釣りを始めたころは、釣り方を色々工夫するのが楽しかったです。天候や魚の種類に合わせて餌や疑似餌(ルアー)を変えてみたり、魚の隠れていそうな岩陰を狙ってみたり。もちろん、色々と作戦を考えるのと同じくらい、ただじっと待つことも重要です。道具や場所を変えるべきなのか、そのままのやり方をもう少し続けるべきなのか、そこを考えるのもまた一つの楽しみです。友達に教えてもらったり、自分で本を読んだりしながら少しずつ知識を増やし、色々と戦略を考えるのが、最初の頃の大きな楽しみでした。

釣った瞬間の楽しみ

釣りに慣れてくると、徐々に魚を釣り上げることが出来るようになってきました。色々と工夫を重ねた末に釣れたり、たまたまラッキーで釣れたり、過程は様々ですが、どんな場合でも釣れた瞬間は楽しいものです。日常生活では得難い達成感のようなものもあります。
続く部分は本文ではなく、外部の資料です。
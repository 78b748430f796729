use std::iter::FusedIterator;

use rand::Rng;
use serde::{Deserialize, Serialize};

use crate::error::ValidationError;
use super::category_set::CategorySet;
use super::sampler::Sampler;

/// Number of draws per category since trial 0.
///
/// Owned by exactly one accumulation process.
///
/// # Invariants
/// - counts only grow, by exactly one for exactly one category per trial
/// - `Σ counts == trial`
#[derive(Serialize, Deserialize, Clone, Debug, PartialEq, Eq)]
pub struct RunningCount {
	counts: Vec<u64>,
	trial: usize,
}

impl RunningCount {
	/// All-zero counts for `n` categories, at trial 0.
	pub fn new(n: usize) -> Self {
		Self { counts: vec![0; n], trial: 0 }
	}

	/// Records one draw of category `index`.
	pub fn record(&mut self, index: usize) {
		self.counts[index] += 1;
		self.trial += 1;
	}

	/// Back to trial 0.
	pub fn reset(&mut self) {
		self.counts.iter_mut().for_each(|c| *c = 0);
		self.trial = 0;
	}

	pub fn counts(&self) -> &[u64] {
		&self.counts
	}

	/// Number of trials recorded so far.
	pub fn trial(&self) -> usize {
		self.trial
	}

	/// Relative frequency `count / trial` of every category.
	///
	/// All zero at trial 0.
	pub fn frequencies(&self) -> Vec<f64> {
		if self.trial == 0 {
			return vec![0.0; self.counts.len()];
		}
		let i = self.trial as f64;
		self.counts.iter().map(|&c| c as f64 / i).collect()
	}
}

/// Snapshot of the run after trial `trial`.
///
/// `frequencies[c]` is `counts[c] / trial` for category `c` in `CategorySet`
/// order; categories never drawn so far are present at `0.0`.
#[derive(Serialize, Deserialize, Clone, Debug, PartialEq)]
pub struct FrequencyRecord {
	/// Trial index, starting at 1.
	pub trial: usize,
	/// Index of the category drawn at this trial.
	pub drawn: usize,
	pub counts: Vec<u64>,
	pub frequencies: Vec<f64>,
}

impl FrequencyRecord {
	/// Frequency of category `name`, or `None` if the set has no such category.
	pub fn frequency_of(&self, categories: &CategorySet, name: &str) -> Option<f64> {
		categories.index_of(name).map(|i| self.frequencies[i])
	}

	/// `(name, frequency)` pairs in category order.
	pub fn named<'a>(&'a self, categories: &'a CategorySet) -> impl Iterator<Item = (&'a str, f64)> {
		categories.names().zip(self.frequencies.iter().copied())
	}
}

/// Lazy, finite sequence of `FrequencyRecord`s, one per trial `1..=N`.
///
/// Each `next()` draws once, updates the running count, and emits the new
/// record. Pulling everything (`collect`) and pulling one record at a time
/// yield the same records for the same random input.
///
/// The consumer may stop at any trial boundary: counts and the emitted prefix
/// are consistent after every completed trial. There is no way to resume from
/// an arbitrary index since each record depends on the whole prefix; `reset`
/// starts over from trial 1.
pub struct FrequencyAccumulator<'a, R: Rng> {
	sampler: Sampler<'a>,
	rng: R,
	running: RunningCount,
	trials: usize,
}

impl<'a, R: Rng> FrequencyAccumulator<'a, R> {
	/// Creates an accumulator producing `trials` records.
	///
	/// # Errors
	/// Returns `InvalidTrialCount` if `trials < 1`.
	pub fn new(sampler: Sampler<'a>, rng: R, trials: usize) -> Result<Self, ValidationError> {
		if trials < 1 {
			return Err(ValidationError::InvalidTrialCount(trials.to_string()));
		}
		let running = RunningCount::new(sampler.categories().len());
		Ok(Self { sampler, rng, running, trials })
	}

	/// Counts after the last emitted trial.
	pub fn counts(&self) -> &[u64] {
		self.running.counts()
	}

	/// Last emitted trial index (0 before the first pull).
	pub fn trial(&self) -> usize {
		self.running.trial()
	}

	/// Total number of records this sequence produces.
	pub fn trials(&self) -> usize {
		self.trials
	}

	pub fn running_count(&self) -> &RunningCount {
		&self.running
	}

	/// Zeroes the running count; the next record is trial 1 again.
	///
	/// The random source is not rewound, so the new sequence continues its
	/// stream of draws.
	pub fn reset(&mut self) {
		self.running.reset();
	}
}

impl<R: Rng> Iterator for FrequencyAccumulator<'_, R> {
	type Item = FrequencyRecord;

	fn next(&mut self) -> Option<Self::Item> {
		if self.running.trial() >= self.trials {
			return None;
		}

		let drawn = self.sampler.sample(&mut self.rng);
		self.running.record(drawn);

		let record = FrequencyRecord {
			trial: self.running.trial(),
			drawn,
			counts: self.running.counts().to_vec(),
			frequencies: self.running.frequencies(),
		};
		log::trace!("trial {} drew category {}", record.trial, drawn);
		Some(record)
	}

	fn size_hint(&self) -> (usize, Option<usize>) {
		let remaining = self.trials - self.running.trial();
		(remaining, Some(remaining))
	}
}

impl<R: Rng> ExactSizeIterator for FrequencyAccumulator<'_, R> {}

impl<R: Rng> FusedIterator for FrequencyAccumulator<'_, R> {}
私の釣り人生の中で、釣る瞬間のために釣りをやっている、という時期が一番長かったと思います。しかし、この時期もやがて終わりを告げました。

待つ楽しみ

年を重ねるにつれ、自分にとっての釣りの楽しみ方が変わってきたことに気付きました。釣り方を考えたり、実際に魚を釣ること以上に、釣れるのをじっと待っている時間のために釣りをしている自分に気付いたのです。魚が釣れるのをただ待っているのは、退屈だと思われるかもしれません。私も退屈は嫌いで、電車やバスでの移動中や病院、レストランの待ち時間などで暇にならないよう、いつも本やタブレットなどを持ち歩いています。うっかり本を忘れてただ待つだけになってしまった場合などはとてもイライラしてしまいます。でも、魚が釣れるのを待っているときはイライラしません。私は釣りをするときは釣竿を自分でもっていないと不安になるタイプなので、釣りをしながら本を読んだりスマホをしたりということもしません。手が塞がるので、必然的にただ待たされる状態になります。この間、日常から離れて色々なことに思いを馳せます。将来のこと、家族のこと、自分のこと。何もしないだけなら自宅でも出来そうなものですが、私は読みたい本があればつい読んでしまうし、そうでなければ家事を片付けたくもなってしまいます。私は性格的に、家でゆっくり物を考えることが難しいのかもしれません。そんな私にとって釣りの時間は、強制的に何かを考える時間を与えられる貴重な時間です。また、都会の喧騒から離れて水の流れる音や木々のせせらぎを聞きながら物を考えると、普段気付かないことに気付いたりすることもあります。

まだ知らない楽しみ

これまで年を経るごとに釣りの楽しみ方が変わってきたように、これからもまた違った楽しみが出てくることを期待しています。この文章を読んでくださった方に、釣りの楽しさが少しでも伝わったのでしたら幸いです。